Records excerpted from a collection
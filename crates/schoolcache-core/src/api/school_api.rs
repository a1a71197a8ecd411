//! The backend seam the cache stores are written against.

use std::future::Future;
use std::sync::Arc;
use std::time::Duration;

use crate::models::{
    ContactMessage, GalleryImage, GalleryImageUpdate, GalleryQuery, LogoInfo, NewsItem, NewsPage,
    NewsQuery, SchoolSettings, SettingsPatch, ThemeSetting, ThemeSettings,
};

use super::ApiError;

/// Raw bytes of a downloaded asset.
#[derive(Debug, Clone, PartialEq)]
pub struct FetchedBytes {
    pub bytes: Vec<u8>,
    pub content_type: Option<String>,
}

impl FetchedBytes {
    /// MIME type for data URLs, defaulting to PNG like most uploaded logos.
    pub fn mime(&self) -> &str {
        self.content_type
            .as_deref()
            .and_then(|ct| ct.split(';').next())
            .map(str::trim)
            .filter(|ct| !ct.is_empty())
            .unwrap_or("image/png")
    }
}

/// Public read endpoints consumed by the cache layer.
///
/// `ApiClient` is the production implementation; tests drive the stores with
/// a scripted backend.
pub trait SchoolApi: Send + Sync + 'static {
    fn fetch_settings(&self) -> impl Future<Output = Result<SchoolSettings, ApiError>> + Send;

    fn fetch_current_logo(
        &self,
    ) -> impl Future<Output = Result<Option<LogoInfo>, ApiError>> + Send;

    fn fetch_gallery(
        &self,
        query: &GalleryQuery,
    ) -> impl Future<Output = Result<Vec<GalleryImage>, ApiError>> + Send;

    fn fetch_carousel(&self) -> impl Future<Output = Result<Vec<GalleryImage>, ApiError>> + Send;

    fn fetch_news(&self, query: &NewsQuery) -> impl Future<Output = Result<NewsPage, ApiError>> + Send;

    fn fetch_news_item(&self, id: i64) -> impl Future<Output = Result<NewsItem, ApiError>> + Send;

    fn record_news_view(&self, id: i64) -> impl Future<Output = Result<(), ApiError>> + Send;

    fn fetch_theme_settings(&self) -> impl Future<Output = Result<ThemeSettings, ApiError>> + Send;

    fn submit_contact(
        &self,
        message: &ContactMessage,
    ) -> impl Future<Output = Result<(), ApiError>> + Send;

    /// Download an asset (logo, news image) with a per-request timeout.
    fn fetch_bytes(
        &self,
        url: &str,
        timeout: Duration,
    ) -> impl Future<Output = Result<FetchedBytes, ApiError>> + Send;
}

/// Token-authenticated writes used by `AdminSession`.
pub trait AdminApi: SchoolApi {
    /// A handle on the same backend that sends `token` with every request.
    fn authorized(self: &Arc<Self>, token: String) -> Arc<Self>;

    /// Save settings and return the record the server stored.
    fn update_settings(
        &self,
        patch: &SettingsPatch,
    ) -> impl Future<Output = Result<SchoolSettings, ApiError>> + Send;

    fn update_about_settings(
        &self,
        about: &serde_json::Value,
    ) -> impl Future<Output = Result<serde_json::Value, ApiError>> + Send;

    fn upload_logo(
        &self,
        file_name: &str,
        bytes: Vec<u8>,
        mime: &str,
    ) -> impl Future<Output = Result<LogoInfo, ApiError>> + Send;

    fn activate_logo(&self, id: i64) -> impl Future<Output = Result<(), ApiError>> + Send;

    fn remove_logo(&self, id: i64) -> impl Future<Output = Result<(), ApiError>> + Send;

    fn update_gallery_image(
        &self,
        id: i64,
        update: &GalleryImageUpdate,
    ) -> impl Future<Output = Result<(), ApiError>> + Send;

    fn remove_gallery_image(&self, id: i64) -> impl Future<Output = Result<(), ApiError>> + Send;

    fn remove_news(&self, id: i64) -> impl Future<Output = Result<(), ApiError>> + Send;

    fn update_theme_setting(
        &self,
        setting: &ThemeSetting,
    ) -> impl Future<Output = Result<(), ApiError>> + Send;
}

* **TASK OBJECTIVE**
Write the records again exactly as they stand.

* **ANSWER TO THE EXERCISE**
filename crates/schoolcache-core/src/api/school_api.rs
repository a1a71197a8ecd411
//! The backend seam the cache stores are written against.

use std::future::Future;
use std::sync::Arc;
use std::time::Duration;

use crate::models::{
    ContactMessage, GalleryImage, GalleryImageUpdate, GalleryQuery, LogoInfo, NewsItem, NewsPage,
    NewsQuery, SchoolSettings, SettingsPatch, ThemeSetting, ThemeSettings,
};

use super::ApiError;

/// Raw bytes of a downloaded asset.
#[derive(Debug, Clone, PartialEq)]
pub struct FetchedBytes {
    pub bytes: Vec<u8>,
    pub content_type: Option<String>,
}

impl FetchedBytes {
    /// MIME type for data URLs, defaulting to PNG like most uploaded logos.
    pub fn mime(&self) -> &str {
        self.content_type
            .as_deref()
            .and_then(|ct| ct.split(';').next())
            .map(str::trim)
            .filter(|ct| !ct.is_empty())
            .unwrap_or("image/png")
    }
}

/// Public read endpoints consumed by the cache layer.
///
/// `ApiClient` is the production implementation; tests drive the stores with
/// a scripted backend.
pub trait SchoolApi: Send + Sync + 'static {
    fn fetch_settings(&self) -> impl Future<Output = Result<SchoolSettings, ApiError>> + Send;

    fn fetch_current_logo(
        &self,
    ) -> impl Future<Output = Result<Option<LogoInfo>, ApiError>> + Send;

    fn fetch_gallery(
        &self,
        query: &GalleryQuery,
    ) -> impl Future<Output = Result<Vec<GalleryImage>, ApiError>> + Send;

    fn fetch_carousel(&self) -> impl Future<Output = Result<Vec<GalleryImage>, ApiError>> + Send;

    fn fetch_news(&self, query: &NewsQuery) -> impl Future<Output = Result<NewsPage, ApiError>> + Send;

    fn fetch_news_item(&self, id: i64) -> impl Future<Output = Result<NewsItem, ApiError>> + Send;

    fn record_news_view(&self, id: i64) -> impl Future<Output = Result<(), ApiError>> + Send;

    fn fetch_theme_settings(&self) -> impl Future<Output = Result<ThemeSettings, ApiError>> + Send;

    fn submit_contact(
        &self,
        message: &ContactMessage,
    ) -> impl Future<Output = Result<(), ApiError>> + Send;

    /// Download an asset (logo, news image) with a per-request timeout.
    fn fetch_bytes(
        &self,
        url: &str,
        timeout: Duration,
    ) -> impl Future<Output = Result<FetchedBytes, ApiError>> + Send;
}

/// Token-authenticated writes used by `AdminSession`.
pub trait AdminApi: SchoolApi {
    /// A handle on the same backend that sends `token` with every request.
    fn authorized(self: &Arc<Self>, token: String) -> Arc<Self>;

    /// Save settings and return the record the server stored.
    fn update_settings(
        &self,
        patch: &SettingsPatch,
    ) -> impl Future<Output = Result<SchoolSettings, ApiError>> + Send;

    fn update_about_settings(
        &self,
        about: &serde_json::Value,
    ) -> impl Future<Output = Result<serde_json::Value, ApiError>> + Send;

    fn upload_logo(
        &self,
        file_name: &str,
        bytes: Vec<u8>,
        mime: &str,
    ) -> impl Future<Output = Result<LogoInfo, ApiError>> + Send;

    fn activate_logo(&self, id: i64) -> impl Future<Output = Result<(), ApiError>> + Send;

    fn remove_logo(&self, id: i64) -> impl Future<Output = Result<(), ApiError>> + Send;

    fn update_gallery_image(
        &self,
        id: i64,
        update: &GalleryImageUpdate,
    ) -> impl Future<Output = Result<(), ApiError>> + Send;

    fn remove_gallery_image(&self, id: i64) -> impl Future<Output = Result<(), ApiError>> + Send;

    fn remove_news(&self, id: i64) -> impl Future<Output = Result<(), ApiError>> + Send;

    fn update_theme_setting(
        &self,
        setting: &ThemeSetting,
    ) -> impl Future<Output = Result<(), ApiError>> + Send;
}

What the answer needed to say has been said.